Aprovecho el más antiguo derecho de la imaginación
y por primera vez en la vida convoco a los muertos,
observo sus rostros, escucho sus pasos,
aunque sé que el que ha muerto ha muerto de verdad.
Ya es hora de tomar nuestra propia cabeza entre las manos
y decirle: pobre Yorick, ¿dónde está tu ignorancia,
dónde tu confianza ciega, dónde tu ingenuidad,
tu ya-saldrá-de-alguna-forma, el equilibrio de tu alma
entre la verdad comprobada y la no comprobada?
Creí en su traición, creí en que no merecen nombre
ya que la mala hierba se burla de sus desconocidas tumbas
y los imitan los cuervos y las nevascas se mofan de ellos
—pero éstos fueron, Yorick, sólo falsos testigos.
La eternidad de los muertos dura
mientras se les paga con memoria,
moneda inestable.
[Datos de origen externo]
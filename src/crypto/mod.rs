//! Password based protection of QR code payloads
//!
//! This module provides:
//! - `EncryptionService`: PBKDF2-HMAC-SHA1 key derivation + AES-256-CBC
//! - `EncryptedPayload`: the `{ciphertext, salt}` wire shape
//! - `ProtectedField`: a `data` field that is either plain or encrypted

pub mod encryption;
pub mod payload;
pub mod protected;

pub use encryption::{CipherParams, EncryptionService, KdfParams};
pub use payload::EncryptedPayload;
pub use protected::ProtectedField;
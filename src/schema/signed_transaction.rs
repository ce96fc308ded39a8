//! Signed transaction and cosignature signed transaction schemas
//!
//! `data = {payload}` where `payload` is the JSON transfer form of the signed
//! transaction, rebuilt through an injected [`SignedTransactionMapper`].

use serde_json::{json, Value};
use std::sync::Arc;

use super::QrCodeDataSchema;
use crate::artifact::{CosignatureSignedTransactionQr, SignedTransactionQr};
use crate::envelope::Envelope;
use crate::error::{QrError, QrResult};
use crate::log_warn;
use crate::sdk::{SignedTransaction, SignedTransactionMapper};
use crate::types::QrCodeType;
use crate::utils::require_json_field;

pub struct SignedTransactionDataSchema;

pub struct CosignatureSignedTransactionDataSchema;

impl QrCodeDataSchema for SignedTransactionDataSchema {
    type Artifact = SignedTransactionQr;

    fn get_data(qr: &SignedTransactionQr) -> QrResult<Value> {
        Ok(json!({ "payload": qr.signed_transaction().to_dto() }))
    }
}

impl QrCodeDataSchema for CosignatureSignedTransactionDataSchema {
    type Artifact = CosignatureSignedTransactionQr;

    fn get_data(qr: &CosignatureSignedTransactionQr) -> QrResult<Value> {
        Ok(json!({ "payload": qr.signed_transaction().to_dto() }))
    }
}

impl SignedTransactionDataSchema {
    pub fn parse(json: &str, mapper: &dyn SignedTransactionMapper) -> QrResult<SignedTransactionQr> {
        Self::from_envelope(Envelope::parse(json, QrCodeType::SignedTransaction)?, mapper)
    }

    pub(crate) fn from_envelope(
        envelope: Envelope,
        mapper: &dyn SignedTransactionMapper,
    ) -> QrResult<SignedTransactionQr> {
        let signed = rebuild_signed(&envelope.data, mapper, "signed transaction mapper")?;
        Ok(SignedTransactionQr::new(signed, envelope.network_id, envelope.chain_id))
    }
}

impl CosignatureSignedTransactionDataSchema {
    pub fn parse(json: &str, mapper: &dyn SignedTransactionMapper) -> QrResult<CosignatureSignedTransactionQr> {
        Self::from_envelope(Envelope::parse(json, QrCodeType::CosignatureSignedTransaction)?, mapper)
    }

    pub(crate) fn from_envelope(
        envelope: Envelope,
        mapper: &dyn SignedTransactionMapper,
    ) -> QrResult<CosignatureSignedTransactionQr> {
        let signed = rebuild_signed(&envelope.data, mapper, "cosignature signed transaction mapper")?;
        Ok(CosignatureSignedTransactionQr::new(signed, envelope.network_id, envelope.chain_id))
    }
}

fn rebuild_signed(
    data: &Value,
    mapper: &dyn SignedTransactionMapper,
    collaborator: &'static str,
) -> QrResult<Arc<dyn SignedTransaction>> {
    let dto = require_json_field(data, "payload")?;
    mapper.map(dto).map_err(|e| {
        log_warn!("schema::signed_transaction", "Mapper rejected signed payload", collaborator = collaborator);
        QrError::collaborator(collaborator, e)
    })
}

#[cfg(test)]
mod tests {
    use super::*;
    use crate::artifact::QrCodeBase;
    use crate::error::ErrorKind;
    use crate::sdk::{RawSignedTransaction, SdkResult};
    use crate::types::NetworkType;

    fn signed() -> Arc<dyn SignedTransaction> {
        RawSignedTransaction::map(&json!({
            "payload": "C000",
            "hash": "ABCDEF",
            "signerPublicKey": "C5C55181284607954E56CD46DE85F4F3EF4CC713CC2B95000FA741998558D268",
            "type": 16724,
            "networkType": 152
        }))
        .unwrap()
    }

    #[test]
    fn test_get_data_wraps_dto() {
        let qr = SignedTransactionQr::new(signed(), NetworkType::TEST_NET, "no-chain-id");
        let data = SignedTransactionDataSchema::get_data(&qr).unwrap();

        assert_eq!(data["payload"]["hash"], "ABCDEF");
    }

    #[test]
    fn test_parse_signed_roundtrip() {
        let qr = SignedTransactionQr::new(signed(), NetworkType::TEST_NET, "no-chain-id");
        let parsed = SignedTransactionDataSchema::parse(&qr.to_json().unwrap(), &RawSignedTransaction::map).unwrap();

        assert_eq!(parsed.signed_transaction().to_dto(), signed().to_dto());
    }

    #[test]
    fn test_parse_cosignature_signed_roundtrip() {
        let qr = CosignatureSignedTransactionQr::new(signed(), NetworkType::TEST_NET, "no-chain-id");
        let json = qr.to_json().unwrap();

        assert!(json.contains("\"type\":9"));
        let parsed = CosignatureSignedTransactionDataSchema::parse(&json, &RawSignedTransaction::map).unwrap();
        assert_eq!(parsed.network_type(), NetworkType::TEST_NET);
    }

    #[test]
    fn test_missing_payload() {
        let json = json!({"v": 3, "type": 8, "network_id": 152, "chain_id": "", "data": {}}).to_string();
        assert!(matches!(
            SignedTransactionDataSchema::parse(&json, &RawSignedTransaction::map),
            Err(QrError::MissingField("payload"))
        ));
    }

    #[test]
    fn test_mapper_failure() {
        let failing = |_: &Value| -> SdkResult<Arc<dyn SignedTransaction>> { Err("bad dto".into()) };
        let json = json!({"v": 3, "type": 9, "network_id": 152, "chain_id": "", "data": {"payload": 1}}).to_string();
        let err = CosignatureSignedTransactionDataSchema::parse(&json, &failing).unwrap_err();

        assert_eq!(err.kind(), ErrorKind::Collaborator);
    }
}
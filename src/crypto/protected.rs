//! Plain-or-encrypted `data` fields
//!
//! Account and mnemonic exports store their secret either in the clear under
//! a type specific key, or as an [`EncryptedPayload`]. On the wire the branch
//! is only visible through key presence; here it is an explicit variant.

use serde_json::{Map, Value};

use super::{EncryptedPayload, EncryptionService};
use crate::error::{QrError, QrResult};
use crate::utils::{as_json_object, require_json_string};

/// Secret carried in the `data` field of a protected QR code
#[derive(Debug, Clone, PartialEq, Eq)]
pub enum ProtectedField {
    Plain(String),
    Encrypted(EncryptedPayload),
}

impl ProtectedField {
    /// Encrypt `secret` when a password is given, keep it plain otherwise
    pub fn seal(secret: &str, password: Option<&str>) -> QrResult<Self> {
        match password {
            Some(password) => Ok(ProtectedField::Encrypted(EncryptionService::encrypt(secret, password)?)),
            None => Ok(ProtectedField::Plain(secret.to_string())),
        }
    }

    /// Read a `data` object; both `ciphertext` and `salt` present means encrypted
    pub fn from_data(data: &Value, plain_key: &'static str) -> QrResult<Self> {
        as_json_object(data, "data")?;
        if EncryptedPayload::is_data_encrypted(data) {
            return Ok(ProtectedField::Encrypted(EncryptedPayload::from_value(data)?));
        }
        Ok(ProtectedField::Plain(require_json_string(data, plain_key)?))
    }

    /// Wire representation, storing plain secrets under `plain_key`
    pub fn to_data(&self, plain_key: &str) -> Value {
        match self {
            ProtectedField::Plain(secret) => {
                let mut obj = Map::new();
                obj.insert(plain_key.to_string(), Value::String(secret.clone()));
                Value::Object(obj)
            }
            ProtectedField::Encrypted(payload) => payload.to_value(),
        }
    }

    /// Recover the secret, decrypting when needed
    pub fn reveal(&self, password: Option<&str>) -> QrResult<String> {
        match self {
            ProtectedField::Plain(secret) => Ok(secret.clone()),
            ProtectedField::Encrypted(payload) => {
                let password = password.ok_or(QrError::PasswordRequired)?;
                EncryptionService::decrypt(payload, password)
            }
        }
    }

    pub fn is_encrypted(&self) -> bool {
        matches!(self, ProtectedField::Encrypted(_))
    }
}
//! Utilities Module
//!
//! Common utilities used across the crate.

mod json;
pub mod logging;

pub use json::*;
Y no hay día
en que alguien no pierda su eternidad.
Hoy de la eternidad sé aún más:
se puede dar y quitar.
Al que se ha llamado traidor
tiene que morir junto con su nombre.
Pero nuestro poder sobre los muertos
exige una balanza imperturbable:
para que el juicio no se haga de noche
y para que el juez no esté desnudo.
La tierra hierve y ellos, que ya son tierra,
se levantan, terrón tras terrón, puñado a puñado,
salen del silencio, vuelven a sus nombres,
a la memoria del pueblo, a los laureles y aplausos.
¿Dónde está mi poder sobre las palabras?
Las palabras cayeron al fondo de las lágrimas,
palabras, palabras incapaces de resucitar a la gente,
descripción muerta como una fotografía junto al resplandor
del magnesio.
Y ni siquiera a un mínimo aliento los puedo despertar
yo, Sísifo asignado al infierno de la poesía.
Vienen hacia nosotros. Y filosos como diamantes
—en las vitrinas brillosas por enfrente,
en las ventanas de acogedores departamentos,
en los lentes rosados, en los vasos,
cerebros, corazones— calladamente van cortando.
2 comentarios:
Qué raro sería verlos volver, todos ellos de nuevo en el mundo de los vivos. Y ¿qué nos dirían?
Por aquellas fechas del fallecimiento de Wislawa escribía yo en este limonar:
A la muerte de Wislawa Szymborska.
Mereció la pena el viaje, ¿eh, Szymborska? Venir al mundo en la terrible Polonia en un siglo tan maldito no deja de ser una broma pesada... Pero no todos iban a nacer en las Maldivas, o en Tahití, o en una isba del parque de Redes, en la Astúrica Transmontana. Entonces no iba a tener mayor mérito lanzar granadas de belleza, pues una viviría entre los tallos de las orquídeas que le hacían cosquillas en los sobacos. Y por eso aquella gente es tan risueña. Pero crecer entre rigores, entre crucifijos de lignito y botas claveteadas, no invita a la alegría de cantar a la vida.
Qué lúcido optimismo emana de los versos de Wislawa... Qué canto de esperanza.
Vivió en la adusta Cracovia y parece que la nacieran en el fértil valle del Guadalquivir.